However, Israel was prone to neglect this reality as it suited them. They had forsaken God for the golden calf, and would soon enough forsake Him for all the idols whose’ people He had driven out of the land of promise. Time and time again god’s people abandoned Him for others who did not hear or answer prayers.

It seems odd to us, even ridiculous that these people who had seen the effect of praying to the one true God would so often turn to false gods instead. We would think after so many times praying to worthless idols and being on the brink of disaster only to be delivered when God Himself intervened they would learn. Yes, it seems after a while people would figure out that who you pray to is important.

The Gospel

The Danger of Godless Prayer


We have defined prayer as communication with God, and by that definition any communication not involving God is not prayer. Simple enough, until we involve the idol factory which is the human heart. There is only one God eternally existing in Three Persons: Father, Son, and Holy Spirit; but there are countless knock-offs sprung forth from our imaginations.

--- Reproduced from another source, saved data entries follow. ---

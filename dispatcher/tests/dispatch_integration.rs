//! Dispatch Integration Tests
//!
//! Drive the full path: registry discovery, endpoint creation, the plugin
//! serving on its bridge and CSI calls forwarded through the facade.

#![allow(clippy::unwrap_used, clippy::expect_used)]

use std::sync::Arc;
use std::sync::atomic::{AtomicUsize, Ordering};
use std::time::Duration;

use async_trait::async_trait;
use futures::future::join_all;
use modcsi_core::proto::controller_client::ControllerClient;
use modcsi_core::proto::{self, GetPluginInfoRequest, ListVolumesRequest};
use modcsi_core::{
    Context, Controller, Endpoint, Identity, IdentityServer, Instance, Listener, Module,
    NetListener, PluginError, ProviderTable, StaticModule, incoming,
};
use modcsi_dispatcher::{
    DispatchError, EndpointFactory, FacadeState, ModuleLoader, ModuleSet, ProviderRegistry,
    RegistryError, ServiceFacade,
};
use tokio::task::JoinHandle;
use tokio::time::timeout;
use tonic::{Code, Request, Response, Status};

// =============================================================================
// TEST INFRASTRUCTURE
// =============================================================================

/// Identity-only plugin that rejects every call, echoing the `x-trace`
/// request header in the status message
struct RejectingIdentity;

#[async_trait]
impl Identity for RejectingIdentity {
    async fn get_supported_versions(
        &self,
        _request: Request<proto::GetSupportedVersionsRequest>,
    ) -> Result<Response<proto::GetSupportedVersionsResponse>, Status> {
        Err(Status::failed_precondition("no versions"))
    }

    async fn get_plugin_info(
        &self,
        request: Request<GetPluginInfoRequest>,
    ) -> Result<Response<proto::GetPluginInfoResponse>, Status> {
        let trace = request
            .metadata()
            .get("x-trace")
            .and_then(|v| v.to_str().ok())
            .unwrap_or("none")
            .to_string();
        Err(Status::already_exists(format!("trace={trace}")))
    }
}

#[derive(Default)]
struct RejectingEndpoint {
    stop: tokio_util::sync::CancellationToken,
}

#[async_trait]
impl Endpoint for RejectingEndpoint {
    async fn init(&self, _ctx: &Context) -> Result<(), PluginError> {
        Ok(())
    }

    async fn serve(&self, ctx: &Context, listener: Arc<dyn Listener>) -> Result<(), PluginError> {
        let cancelled = ctx.token().clone();
        let stop = self.stop.clone();
        tonic::transport::Server::builder()
            .add_service(IdentityServer::new(RejectingIdentity))
            .serve_with_incoming_shutdown(incoming(listener), async move {
                tokio::select! {
                    _ = cancelled.cancelled() => {}
                    _ = stop.cancelled() => {}
                }
            })
            .await
            .map_err(|e| PluginError::Serve(e.to_string()))
    }

    async fn shutdown(&self, _ctx: &Context) -> Result<(), PluginError> {
        self.stop.cancel();
        Ok(())
    }
}

fn rejecting_module() -> StaticModule {
    StaticModule::with_endpoints(
        "rejecting",
        ProviderTable::new()
            .provider("rejecting", || Instance::endpoint(RejectingEndpoint::default()))
            .provider("broken", || Instance::opaque("not an endpoint")),
    )
}

/// Loader that counts how many modules it was asked for
struct CountingLoader {
    inner: ModuleSet,
    loads: AtomicUsize,
}

impl ModuleLoader for CountingLoader {
    fn load(&self, location: &str) -> Result<Arc<dyn Module>, RegistryError> {
        self.loads.fetch_add(1, Ordering::SeqCst);
        self.inner.load(location)
    }
}

fn factory() -> EndpointFactory {
    let set = ModuleSet::new()
        .with(modcsi_mock::module())
        .with(rejecting_module());
    let registry = ProviderRegistry::new(
        Arc::new(set),
        vec!["mock".to_string(), "rejecting".to_string()],
    );
    EndpointFactory::new(Arc::new(registry)).dial_timeout(Duration::from_secs(2))
}

/// Create, init and start serving `provider` on its bridge
async fn start(provider: &str) -> (Arc<ServiceFacade>, Context, JoinHandle<()>) {
    let ctx = Context::new();
    let facade = factory().create(&ctx, provider).await.unwrap();
    facade.init(&ctx).await.unwrap();

    let handle = tokio::spawn({
        let facade = Arc::clone(&facade);
        let ctx = ctx.clone();
        async move {
            let unused: Arc<dyn Listener> = facade.bridge().clone();
            facade.serve(&ctx, unused).await.unwrap();
        }
    });

    (facade, ctx, handle)
}

fn volume_ids(response: &proto::ListVolumesResponse) -> Vec<String> {
    response
        .entries
        .iter()
        .map(|e| e.volume_info.as_ref().unwrap().id.as_ref().unwrap().values["id"].clone())
        .collect()
}

// =============================================================================
// FORWARDING
// =============================================================================

#[tokio::test]
async fn test_list_volumes_then_clean_failure_after_shutdown() {
    let (facade, ctx, handle) = start("mock").await;

    let response = facade
        .list_volumes(Request::new(ListVolumesRequest {
            starting_token: "1".to_string(),
            ..Default::default()
        }))
        .await
        .unwrap()
        .into_inner();
    assert_eq!(volume_ids(&response), ["vol-001", "vol-002", "vol-003"]);

    facade.shutdown(&ctx).await.unwrap();
    assert_eq!(facade.state(), FacadeState::Closed);

    let status = timeout(
        Duration::from_secs(1),
        facade.list_volumes(Request::new(ListVolumesRequest::default())),
    )
    .await
    .expect("call after shutdown must not hang")
    .unwrap_err();
    assert_eq!(status.code(), Code::Unavailable);

    timeout(Duration::from_secs(5), handle)
        .await
        .expect("plugin serve returns after shutdown")
        .unwrap();
}

#[tokio::test]
async fn test_call_before_serve_is_answered_once_serving() {
    let ctx = Context::new();
    let facade = factory().create(&ctx, "mock").await.unwrap();
    facade.init(&ctx).await.unwrap();

    let pending = tokio::spawn({
        let facade = Arc::clone(&facade);
        async move {
            facade
                .list_volumes(Request::new(ListVolumesRequest::default()))
                .await
        }
    });
    tokio::time::sleep(Duration::from_millis(50)).await;
    assert!(!pending.is_finished());

    tokio::spawn({
        let facade = Arc::clone(&facade);
        let ctx = ctx.clone();
        async move {
            let unused: Arc<dyn Listener> = facade.bridge().clone();
            facade.serve(&ctx, unused).await.unwrap();
        }
    });

    let response = timeout(Duration::from_secs(5), pending)
        .await
        .expect("answered after serve starts")
        .unwrap()
        .unwrap();
    assert_eq!(response.into_inner().entries.len(), 3);

    facade.shutdown(&ctx).await.unwrap();
}

#[tokio::test]
async fn test_every_group_reaches_plugin() {
    let (facade, ctx, _handle) = start("mock").await;

    let info = facade
        .get_plugin_info(Request::new(GetPluginInfoRequest::default()))
        .await
        .unwrap()
        .into_inner();
    assert_eq!(info, proto::GetPluginInfoResponse::default());

    let probe = modcsi_core::Node::probe_node(
        facade.as_ref(),
        Request::new(proto::ProbeNodeRequest::default()),
    )
    .await;
    assert!(probe.is_ok());

    let capacity = facade
        .get_capacity(Request::new(proto::GetCapacityRequest::default()))
        .await;
    assert!(capacity.is_ok());

    facade.shutdown(&ctx).await.unwrap();
}

#[tokio::test]
async fn test_plugin_error_status_passes_through() {
    let (facade, ctx, _handle) = start("rejecting").await;

    let mut request = Request::new(GetPluginInfoRequest::default());
    request
        .metadata_mut()
        .insert("x-trace", "abc123".parse().unwrap());

    let status = facade.get_plugin_info(request).await.unwrap_err();
    assert_eq!(status.code(), Code::AlreadyExists);
    assert_eq!(status.message(), "trace=abc123");

    // The plugin does not serve Controller at all
    let status = facade
        .list_volumes(Request::new(ListVolumesRequest::default()))
        .await
        .unwrap_err();
    assert_eq!(status.code(), Code::Unimplemented);

    facade.shutdown(&ctx).await.unwrap();
}

#[tokio::test]
async fn test_concurrent_calls_share_one_bridge() {
    let (facade, ctx, _handle) = start("mock").await;

    let calls = (0..16).map(|i| {
        let facade = Arc::clone(&facade);
        async move {
            facade
                .list_volumes(Request::new(ListVolumesRequest {
                    starting_token: i.to_string(),
                    ..Default::default()
                }))
                .await
        }
    });

    for result in join_all(calls).await {
        assert_eq!(volume_ids(&result.unwrap().into_inner()).len(), 3);
    }

    facade.shutdown(&ctx).await.unwrap();
}

// =============================================================================
// DIAL TIMEOUT AND SHUTDOWN
// =============================================================================

#[tokio::test]
async fn test_dial_timeout_bounds_call_when_plugin_never_serves() {
    let ctx = Context::new();
    let facade = factory()
        .dial_timeout(Duration::from_millis(200))
        .create(&ctx, "mock")
        .await
        .unwrap();
    facade.init(&ctx).await.unwrap();

    let status = timeout(
        Duration::from_secs(3),
        facade.list_volumes(Request::new(ListVolumesRequest::default())),
    )
    .await
    .expect("dial timeout bounds the call")
    .unwrap_err();
    assert_eq!(status.code(), Code::Unavailable);
    assert!(status.message().contains("dial timed out"), "{}", status.message());

    facade.shutdown(&ctx).await.unwrap();
}

#[tokio::test]
async fn test_calls_in_flight_during_shutdown_complete() {
    let (facade, ctx, handle) = start("mock").await;

    let calls: Vec<_> = (0..16)
        .map(|_| {
            let facade = Arc::clone(&facade);
            tokio::spawn(async move {
                facade
                    .list_volumes(Request::new(ListVolumesRequest::default()))
                    .await
            })
        })
        .collect();
    tokio::task::yield_now().await;

    facade.shutdown(&ctx).await.unwrap();

    let results = timeout(Duration::from_secs(5), join_all(calls))
        .await
        .expect("no call hangs across shutdown");
    for result in results {
        match result.unwrap() {
            Ok(response) => assert_eq!(volume_ids(&response.into_inner()).len(), 3),
            // Refused by the stopping server or the closed bridge
            Err(_) => {}
        }
    }

    timeout(Duration::from_secs(5), handle)
        .await
        .expect("plugin serve returns after shutdown")
        .unwrap();
}

// =============================================================================
// DISCOVERY AND CREATION
// =============================================================================

#[tokio::test]
async fn test_concurrent_initialize_discovers_once() {
    let loader = Arc::new(CountingLoader {
        inner: ModuleSet::new().with(modcsi_mock::module()),
        loads: AtomicUsize::new(0),
    });
    let registry = Arc::new(ProviderRegistry::new(
        loader.clone(),
        vec!["mock".to_string()],
    ));

    let ctx = Context::new();
    let results = join_all((0..16).map(|_| registry.initialize(&ctx))).await;

    assert!(results.iter().all(Result::is_ok));
    assert_eq!(loader.loads.load(Ordering::SeqCst), 1);
    assert_eq!(registry.provider_names(), vec!["mock".to_string()]);
}

#[tokio::test]
async fn test_concurrent_initialize_shares_failure() {
    let registry = Arc::new(ProviderRegistry::new(
        Arc::new(ModuleSet::new().with(modcsi_mock::module())),
        vec!["mock".to_string(), "lvm".to_string()],
    ));

    let ctx = Context::new();
    let results = join_all((0..8).map(|_| registry.initialize(&ctx))).await;

    let first = results[0].clone().unwrap_err();
    assert!(matches!(first, RegistryError::ModuleLoadFailure { ref location, .. } if location == "lvm"));
    assert!(results.iter().all(|r| r.as_ref().err() == Some(&first)));

    // Providers loaded before the failure stay registered
    assert!(registry.lookup("mock").is_some());
}

#[tokio::test]
async fn test_create_ignores_case() {
    let factory = factory();
    let ctx = Context::new();

    let upper = factory.create(&ctx, "MOCK").await.unwrap();
    let lower = factory.create(&ctx, "mock").await.unwrap();
    assert_eq!(upper.provider(), "mock");
    assert_eq!(lower.provider(), "mock");
}

#[tokio::test]
async fn test_create_unknown_provider() {
    let err = factory().create(&Context::new(), "nfs").await.unwrap_err();
    assert!(matches!(err, DispatchError::UnknownProvider(ref name) if name == "nfs"));

    let status: Status = err.into();
    assert_eq!(status.code(), Code::NotFound);
}

#[tokio::test]
async fn test_create_rejects_non_endpoint() {
    let err = factory()
        .create(&Context::new(), "broken")
        .await
        .unwrap_err();
    assert!(matches!(err, DispatchError::InvalidProviderType(ref t) if t == "&str"));
}

// =============================================================================
// OUTWARD SERVER
// =============================================================================

#[tokio::test]
async fn test_outward_server_over_tcp() {
    let (facade, ctx, _handle) = start("mock").await;

    let listener = NetListener::bind(&"tcp://127.0.0.1:0".parse().unwrap())
        .await
        .unwrap();
    let addr = format!("http://{}", listener.local_addr().address);
    let listener: Arc<dyn Listener> = Arc::new(listener);

    let (stop_tx, stop_rx) = tokio::sync::oneshot::channel::<()>();
    let outward = tokio::spawn({
        let facade = Arc::clone(&facade);
        async move {
            facade
                .serve_outward(listener, async {
                    let _ = stop_rx.await;
                })
                .await
        }
    });

    let channel = tonic::transport::Endpoint::from_shared(addr)
        .unwrap()
        .connect()
        .await
        .unwrap();
    let mut client = ControllerClient::new(channel);
    let response = client
        .list_volumes(ListVolumesRequest {
            starting_token: "1".to_string(),
            ..Default::default()
        })
        .await
        .unwrap()
        .into_inner();
    assert_eq!(volume_ids(&response), ["vol-001", "vol-002", "vol-003"]);
    drop(client);

    stop_tx.send(()).unwrap();
    timeout(Duration::from_secs(5), outward)
        .await
        .expect("outward server stops")
        .unwrap()
        .unwrap();

    facade.shutdown(&ctx).await.unwrap();
}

Some of the counterfeits are fairly easy to spot like the mother of God or the spirit without personality. Others are harder to detect like the Jesus who was made in the image of a red-blooded American male, or a middle-aged suburban housewife. “Our god” is easily substituted for God, and we go on talking to this imaginary friend, and getting increasingly disillusioned as our “prayers” seem to fail. Well, of course, such prayers fail as “our god” does not exist.

The origins of “our god” often lie in our true desires. If we come to God for wealth, health, or status then God is not our god, the object we seek is. So, to satisfy our true desires we instinctively edit reality to make a god that serves our object of worship. We want money so we come up with a god that will certainly give us money.

That is the allure of idols, they can be tamed and controlled. Idols operate on principles we set ourselves. God does as He sees fit and laughs at the opposition of the nations, according to Psalms 2. Any god we could bend to our will is not God. It is not He who needs to heed our will, but we who need to heed His.

It does not matter if an idol is radically different from the true and living God, or only subtly and minutely different from the true and living God, any prayer offered to anything but the one true God is nothing. Such godless “prayer” is a vanity of thought that can affect nothing but our own sensation. I do not mean to be harsh, only to be perfectly honest.

The chief matter in prayer is to know who we are praying to. It is the persons who receive our prayers that make them effective. It is the communicating with the God of Scripture that accomplishes something. We need to take care that we are after the real God and that our deceitful hearts have not switched Him for some easily tamed golden calf.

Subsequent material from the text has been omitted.